▸ **What you will do**: The lines below starting at the line containing "repository 69f1a9afa593a987" and ending at the line containing "use syn::punctuated::Punctuated;" are to be repeated exactly, with both ends kept and nothing else added.

[Collected data entries]
↓↓↓

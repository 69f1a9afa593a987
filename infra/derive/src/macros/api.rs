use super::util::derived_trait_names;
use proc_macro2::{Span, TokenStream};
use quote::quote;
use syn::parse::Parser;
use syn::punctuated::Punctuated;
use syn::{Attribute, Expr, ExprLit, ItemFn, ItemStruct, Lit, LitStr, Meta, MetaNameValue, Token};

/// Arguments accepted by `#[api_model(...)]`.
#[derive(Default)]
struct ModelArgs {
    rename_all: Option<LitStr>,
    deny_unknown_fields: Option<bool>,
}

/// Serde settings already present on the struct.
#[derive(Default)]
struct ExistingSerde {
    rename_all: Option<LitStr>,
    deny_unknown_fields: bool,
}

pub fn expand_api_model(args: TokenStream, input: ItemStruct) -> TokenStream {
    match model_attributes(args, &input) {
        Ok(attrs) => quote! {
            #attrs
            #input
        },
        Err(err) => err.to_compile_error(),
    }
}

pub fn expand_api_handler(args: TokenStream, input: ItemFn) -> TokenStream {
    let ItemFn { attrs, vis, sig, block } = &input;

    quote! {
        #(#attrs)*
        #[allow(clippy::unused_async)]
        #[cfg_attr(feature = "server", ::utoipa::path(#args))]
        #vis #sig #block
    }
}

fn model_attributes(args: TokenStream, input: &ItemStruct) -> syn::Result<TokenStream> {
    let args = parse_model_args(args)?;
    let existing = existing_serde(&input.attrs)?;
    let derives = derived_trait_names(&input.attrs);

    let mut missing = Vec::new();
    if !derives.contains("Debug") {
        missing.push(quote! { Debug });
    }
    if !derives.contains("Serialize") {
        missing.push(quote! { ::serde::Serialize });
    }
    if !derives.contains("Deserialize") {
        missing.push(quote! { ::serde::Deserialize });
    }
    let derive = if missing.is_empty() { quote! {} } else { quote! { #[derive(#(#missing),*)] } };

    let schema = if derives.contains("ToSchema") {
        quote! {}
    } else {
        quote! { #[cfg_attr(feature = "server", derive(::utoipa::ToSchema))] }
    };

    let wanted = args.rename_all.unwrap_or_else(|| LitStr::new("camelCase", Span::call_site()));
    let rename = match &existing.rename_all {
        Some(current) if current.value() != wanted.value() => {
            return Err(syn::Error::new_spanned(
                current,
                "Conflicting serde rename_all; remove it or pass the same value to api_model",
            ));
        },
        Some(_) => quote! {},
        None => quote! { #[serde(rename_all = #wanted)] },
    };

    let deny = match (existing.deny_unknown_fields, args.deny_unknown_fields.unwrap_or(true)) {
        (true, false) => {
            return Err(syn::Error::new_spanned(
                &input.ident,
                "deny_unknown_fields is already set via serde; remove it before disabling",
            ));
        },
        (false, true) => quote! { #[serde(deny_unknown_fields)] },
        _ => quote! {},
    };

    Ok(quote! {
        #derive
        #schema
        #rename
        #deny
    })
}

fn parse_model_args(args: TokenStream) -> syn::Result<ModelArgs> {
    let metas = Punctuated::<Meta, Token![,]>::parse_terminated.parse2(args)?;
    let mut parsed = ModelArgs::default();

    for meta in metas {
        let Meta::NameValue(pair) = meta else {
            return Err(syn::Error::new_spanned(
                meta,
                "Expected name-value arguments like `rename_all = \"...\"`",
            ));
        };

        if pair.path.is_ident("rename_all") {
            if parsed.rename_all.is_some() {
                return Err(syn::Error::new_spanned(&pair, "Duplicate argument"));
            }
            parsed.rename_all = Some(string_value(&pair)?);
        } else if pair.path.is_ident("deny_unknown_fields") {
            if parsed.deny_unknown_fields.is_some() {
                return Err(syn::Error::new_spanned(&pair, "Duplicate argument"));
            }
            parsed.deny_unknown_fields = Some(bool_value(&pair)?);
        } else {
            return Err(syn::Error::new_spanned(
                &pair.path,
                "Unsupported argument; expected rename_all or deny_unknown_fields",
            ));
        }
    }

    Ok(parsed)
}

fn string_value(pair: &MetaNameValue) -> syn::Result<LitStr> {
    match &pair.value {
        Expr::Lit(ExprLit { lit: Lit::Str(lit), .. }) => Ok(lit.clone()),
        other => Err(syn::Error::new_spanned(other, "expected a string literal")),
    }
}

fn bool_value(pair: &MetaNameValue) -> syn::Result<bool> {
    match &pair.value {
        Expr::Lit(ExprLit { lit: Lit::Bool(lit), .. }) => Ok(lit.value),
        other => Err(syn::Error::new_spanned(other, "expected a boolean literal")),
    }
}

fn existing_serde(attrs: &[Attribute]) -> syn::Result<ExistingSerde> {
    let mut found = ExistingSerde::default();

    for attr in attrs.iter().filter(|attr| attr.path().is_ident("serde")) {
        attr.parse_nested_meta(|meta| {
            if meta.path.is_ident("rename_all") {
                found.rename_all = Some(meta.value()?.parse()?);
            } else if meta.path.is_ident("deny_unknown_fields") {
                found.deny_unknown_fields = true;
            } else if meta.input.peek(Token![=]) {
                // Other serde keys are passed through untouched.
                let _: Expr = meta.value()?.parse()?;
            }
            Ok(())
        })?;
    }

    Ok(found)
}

↑↑↑
↓↓↓

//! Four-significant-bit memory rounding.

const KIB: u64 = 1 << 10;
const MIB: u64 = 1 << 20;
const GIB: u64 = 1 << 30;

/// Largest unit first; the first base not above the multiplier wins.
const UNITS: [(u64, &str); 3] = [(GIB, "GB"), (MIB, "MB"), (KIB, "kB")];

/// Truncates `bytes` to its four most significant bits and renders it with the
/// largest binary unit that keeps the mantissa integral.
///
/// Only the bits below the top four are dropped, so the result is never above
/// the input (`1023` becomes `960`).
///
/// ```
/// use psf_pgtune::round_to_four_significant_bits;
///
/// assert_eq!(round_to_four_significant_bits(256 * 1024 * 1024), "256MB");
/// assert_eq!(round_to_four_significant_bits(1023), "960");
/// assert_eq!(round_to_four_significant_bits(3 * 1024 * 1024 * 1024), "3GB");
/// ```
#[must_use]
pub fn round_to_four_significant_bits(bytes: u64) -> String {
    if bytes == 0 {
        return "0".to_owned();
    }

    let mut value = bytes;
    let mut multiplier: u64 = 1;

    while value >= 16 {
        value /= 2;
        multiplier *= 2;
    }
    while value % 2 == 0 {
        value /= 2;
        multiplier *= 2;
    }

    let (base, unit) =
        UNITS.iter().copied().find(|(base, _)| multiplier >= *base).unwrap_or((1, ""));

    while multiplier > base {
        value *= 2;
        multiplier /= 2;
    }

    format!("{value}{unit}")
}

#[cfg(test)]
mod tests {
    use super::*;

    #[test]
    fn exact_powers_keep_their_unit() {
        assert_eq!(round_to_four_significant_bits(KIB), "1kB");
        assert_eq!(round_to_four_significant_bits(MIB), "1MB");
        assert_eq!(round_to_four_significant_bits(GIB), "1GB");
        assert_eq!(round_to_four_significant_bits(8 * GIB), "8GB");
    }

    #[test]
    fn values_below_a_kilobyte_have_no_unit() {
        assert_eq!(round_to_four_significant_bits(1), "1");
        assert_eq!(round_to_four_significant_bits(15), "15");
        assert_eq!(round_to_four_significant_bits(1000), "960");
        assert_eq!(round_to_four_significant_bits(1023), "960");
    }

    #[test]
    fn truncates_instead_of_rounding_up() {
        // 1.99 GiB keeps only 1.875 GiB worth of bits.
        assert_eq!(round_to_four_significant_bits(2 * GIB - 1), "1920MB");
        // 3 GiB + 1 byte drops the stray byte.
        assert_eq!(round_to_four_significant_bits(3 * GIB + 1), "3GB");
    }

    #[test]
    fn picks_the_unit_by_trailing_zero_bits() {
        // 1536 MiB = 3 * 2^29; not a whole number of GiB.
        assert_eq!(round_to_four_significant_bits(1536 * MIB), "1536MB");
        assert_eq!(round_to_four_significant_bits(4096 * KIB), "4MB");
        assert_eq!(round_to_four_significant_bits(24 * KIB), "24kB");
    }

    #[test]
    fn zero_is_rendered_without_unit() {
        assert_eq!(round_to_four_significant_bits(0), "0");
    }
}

↑↑↑

▸ **Solution for this problem**:
repository 69f1a9afa593a987
filename infra/derive/src/macros/api.rs
use super::util::derived_trait_names;
use proc_macro2::{Span, TokenStream};
use quote::quote;
use syn::parse::Parser;
use syn::punctuated::Punctuated;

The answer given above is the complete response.